Reproductive Services Unit, The Royal Women's Hospital, Parkville VIC 3052, Australia.
Department of Obstetrics and Gynaecology, University of Melbourne, The Royal Women's Hospital, Parkville, VIC 3052, Australia.
Best Pract Res Clin Endocrinol Metab. 2019 Jun;33(3):101289. doi: 10.1016/j.beem.2019.101289. Epub 2019 Jul 9.
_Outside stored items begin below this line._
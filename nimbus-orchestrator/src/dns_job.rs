use std::collections::HashSet;
use std::time::Duration;

use async_trait::async_trait;
use nimbus_common::{CoreResult, InstanceState};
use tokio_util::sync::CancellationToken;
use uuid::Uuid;

use crate::services::InstanceService;
use crate::store::InstanceFilter;
use crate::worker::Reconciler;

/// Holds the auto-record invariant: every Running instance in a zone-owning
/// VPC has exactly one A record, and no other instance has any.
pub struct DnsReconciler {
    svc: InstanceService,
    period: Duration,
}

impl DnsReconciler {
    pub fn new(svc: InstanceService) -> Self {
        Self {
            svc,
            period: Duration::from_secs(15),
        }
    }

    pub fn with_period(mut self, period: Duration) -> Self {
        self.period = period;
        self
    }
}

#[async_trait]
impl Reconciler for DnsReconciler {
    fn name(&self) -> &'static str {
        "dns"
    }

    fn period(&self) -> Duration {
        self.period
    }

    async fn reconcile(&self, token: &CancellationToken) -> CoreResult<usize> {
        let store = self.svc.store();
        let mut acted = 0;

        let running = store
            .list_instances(&InstanceFilter::in_states(&[InstanceState::Running]))
            .await?;
        let running_ids: HashSet<Uuid> = running.iter().map(|i| i.id).collect();

        for inst in running.iter().filter(|i| i.vpc_id.is_some()) {
            if token.is_cancelled() {
                return Ok(acted);
            }
            match self.svc.ensure_auto_record(inst).await {
                Ok(true) => acted += 1,
                Ok(false) => {}
                Err(e) => tracing::warn!(instance_id = %inst.id, error = %e, "auto record not ensured"),
            }
        }

        let stale: HashSet<Uuid> = store
            .auto_records()
            .await?
            .into_iter()
            .filter_map(|r| r.instance_id)
            .filter(|id| !running_ids.contains(id))
            .collect();
        for instance_id in stale {
            if token.is_cancelled() {
                break;
            }
            match self.svc.remove_auto_record(instance_id).await {
                Ok(n) => acted += n,
                Err(e) => tracing::warn!(instance_id = %instance_id, error = %e, "stale auto record not removed"),
            }
        }
        Ok(acted)
    }
}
Disorders of sex development (DSD) are a group of complex conditions that can affect chromosomal, gonadal, and/or phenotypical sex with a highly variable fertility potential amongst affected individuals. In this review we discuss fertility issues facing patients affected by DSD and Turner syndrome and summarise the literature on fertility and reproductive outcomes. We will also discuss fertility preservation prior to gonadotoxic treatment in adolescent and prepubertal girls. Future directions in fertility preservation and ethical issues will also be addressed. Fertility preserving options that are established include ovarian tissue and oocyte cryopreservation. However, in many of the DSDs fertility is not possible and the discussion may need to move toward alternative methods of creating a family such as gamete donation or surrogacy.
性发育障碍(DSD)是一组复杂的疾病,可影响染色体、性腺和/或表型性别,受影响个体的生育能力具有高度可变性。在这篇综述中,我们讨论了患有 DSD 和特纳综合征的患者面临的生育问题,并总结了关于生育和生殖结果的文献。我们还将讨论青春期前和青春期前女孩在性腺毒性治疗前进行生育力保存的问题。还将讨论生育力保存的未来方向和伦理问题。已确立的生育力保存选择包括卵巢组织和卵母细胞冷冻保存。然而,在许多 DSD 中,生育是不可能的,因此讨论可能需要转向创造家庭的替代方法,如配子捐赠或代孕。